SOURCE RECORDS below:

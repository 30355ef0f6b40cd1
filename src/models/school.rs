// src/models/school.rs

//! Roster records for the official school directory.

use serde::{Deserialize, Serialize};

/// One school in the official roster.
///
/// The CDS code is the opaque (county, district, school) identifier the
/// reporting service keys its endpoints on.
#[derive(Debug, Clone, Deserialize, Serialize, PartialEq, Eq)]
pub struct School {
    #[serde(rename = "cds")]
    pub cds_code: String,
    #[serde(rename = "school")]
    pub name: String,
    #[serde(default)]
    pub district: String,
    #[serde(default)]
    pub county: String,
    /// Roster status ("Active", "Closed", ...). Closed schools keep their
    /// historical dashboard years, so they are not filtered out.
    #[serde(default)]
    pub status: String,
}
// src/services/roster.rs

//! Official school roster ingestion.

use std::path::Path;

use crate::error::{AppError, Result};
use crate::models::School;
use crate::utils::log;

/// Load the roster CSV.
///
/// Rows missing a CDS code or school name are skipped with a warning, as
/// are rows that fail to deserialize; the roster is large and a handful of
/// malformed rows must not block a fetch run.
pub fn load_roster(path: &Path) -> Result<Vec<School>> {
    let mut reader = csv::Reader::from_path(path)?;
    let mut schools = Vec::new();

    for (idx, record) in reader.deserialize::<School>().enumerate() {
        // Header is row 1.
        let row = idx + 2;
        match record {
            Ok(school) => {
                if school.cds_code.trim().is_empty() || school.name.trim().is_empty() {
                    log::warn(&format!(
                        "roster row {row}: missing CDS code or school name, skipping"
                    ));
                    continue;
                }
                schools.push(school);
            }
            Err(e) => {
                log::warn(&format!("roster row {row}: {e}, skipping"));
            }
        }
    }

    if schools.is_empty() {
        return Err(AppError::validation(format!(
            "roster {} contains no usable rows",
            path.display()
        )));
    }
    Ok(schools)
}

#[cfg(test)]
mod tests {
    use super::*;
    use std::io::Write;

    fn write_roster(content: &str) -> tempfile::NamedTempFile {
        let mut file = tempfile::NamedTempFile::new().unwrap();
        file.write_all(content.as_bytes()).unwrap();
        file.flush().unwrap();
        file
    }

    #[test]
    fn test_load_roster() {
        let file = write_roster(
            "cds,school,district,county,status\n\
             19649071995901,Example Elementary,Example Unified,Los Angeles,Active\n\
             19649071995919,Sample High,Example Unified,Los Angeles,Closed\n",
        );
        let schools = load_roster(file.path()).unwrap();
        assert_eq!(schools.len(), 2);
        assert_eq!(schools[0].cds_code, "19649071995901");
        assert_eq!(schools[0].name, "Example Elementary");
        assert_eq!(schools[1].status, "Closed");
    }

    #[test]
    fn test_rows_without_cds_or_name_are_skipped() {
        let file = write_roster(
            "cds,school,district,county,status\n\
             ,No Code School,D,C,Active\n\
             19640000000001,,D,C,Active\n\
             19640000000002,Kept School,D,C,Active\n",
        );
        let schools = load_roster(file.path()).unwrap();
        assert_eq!(schools.len(), 1);
        assert_eq!(schools[0].name, "Kept School");
    }

    #[test]
    fn test_empty_roster_is_an_error() {
        let file = write_roster("cds,school,district,county,status\n");
        assert!(load_roster(file.path()).is_err());
    }

    #[test]
    fn test_missing_file_is_an_error() {
        assert!(load_roster(Path::new("/nonexistent/roster.csv")).is_err());
    }
}
// src/services/matcher.rs

//! School-name resolution: exact, then substring, then edit distance.

use crate::models::School;
use crate::utils::log;

/// Resolve a human-typed school name against the roster.
///
/// Three passes, first hit wins: case-insensitive exact match, substring
/// match (shortest containing name wins on ambiguity), and finally
/// Levenshtein distance accepted within half the longer name.
pub fn match_school<'a>(roster: &'a [School], query: &str) -> Option<&'a School> {
    let needle = query.trim().to_lowercase();
    if needle.is_empty() {
        return None;
    }

    if let Some(school) = roster.iter().find(|s| s.name.to_lowercase() == needle) {
        return Some(school);
    }

    let mut containing: Vec<&School> = roster
        .iter()
        .filter(|s| s.name.to_lowercase().contains(&needle))
        .collect();
    if !containing.is_empty() {
        containing.sort_by_key(|s| s.name.len());
        if containing.len() > 1 {
            log::warn(&format!(
                "\"{query}\" matches {} schools, using \"{}\"",
                containing.len(),
                containing[0].name
            ));
        }
        return Some(containing[0]);
    }

    let mut best: Option<(&School, usize)> = None;
    for school in roster {
        let dist = levenshtein(&needle, &school.name.to_lowercase());
        if best.map_or(true, |(_, d)| dist < d) {
            best = Some((school, dist));
        }
    }
    best.and_then(|(school, dist)| {
        let max_len = needle.len().max(school.name.len());
        (dist <= max_len / 2).then_some(school)
    })
}

/// Levenshtein edit distance between two strings.
fn levenshtein(a: &str, b: &str) -> usize {
    let a: Vec<char> = a.chars().collect();
    let b: Vec<char> = b.chars().collect();
    let n = b.len();

    let mut prev = (0..=n).collect::<Vec<_>>();
    let mut curr = vec![0; n + 1];

    for (i, &ca) in a.iter().enumerate() {
        curr[0] = i + 1;
        for (j, &cb) in b.iter().enumerate() {
            let cost = usize::from(ca != cb);
            curr[j + 1] = (prev[j + 1] + 1)
                .min(curr[j] + 1)
                .min(prev[j] + cost);
        }
        std::mem::swap(&mut prev, &mut curr);
    }

    prev[n]
}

End of SOURCE RECORDS.

■ **INSTRUCTIONS FOR THE TASK**: Only the lines from the beginning of the material above through the line with "if school.cds_code.trim().is_empty() ||" are wanted; extract them exactly.

■ **EXERCISE OUTPUT**:
repository 30355ef0f6b40cd1
filename src/models/school.rs
// src/models/school.rs

//! Roster records for the official school directory.

use serde::{Deserialize, Serialize};

/// One school in the official roster.
///
/// The CDS code is the opaque (county, district, school) identifier the
/// reporting service keys its endpoints on.
#[derive(Debug, Clone, Deserialize, Serialize, PartialEq, Eq)]
pub struct School {
    #[serde(rename = "cds")]
    pub cds_code: String,
    #[serde(rename = "school")]
    pub name: String,
    #[serde(default)]
    pub district: String,
    #[serde(default)]
    pub county: String,
    /// Roster status ("Active", "Closed", ...). Closed schools keep their
    /// historical dashboard years, so they are not filtered out.
    #[serde(default)]
    pub status: String,
}
// src/services/roster.rs

//! Official school roster ingestion.

use std::path::Path;

use crate::error::{AppError, Result};
use crate::models::School;
use crate::utils::log;

/// Load the roster CSV.
///
/// Rows missing a CDS code or school name are skipped with a warning, as
/// are rows that fail to deserialize; the roster is large and a handful of
/// malformed rows must not block a fetch run.
pub fn load_roster(path: &Path) -> Result<Vec<School>> {
    let mut reader = csv::Reader::from_path(path)?;
    let mut schools = Vec::new();

    for (idx, record) in reader.deserialize::<School>().enumerate() {
        // Header is row 1.
        let row = idx + 2;
        match record {
            Ok(school) => {
                if school.cds_code.trim().is_empty() || school.name.trim().is_empty() {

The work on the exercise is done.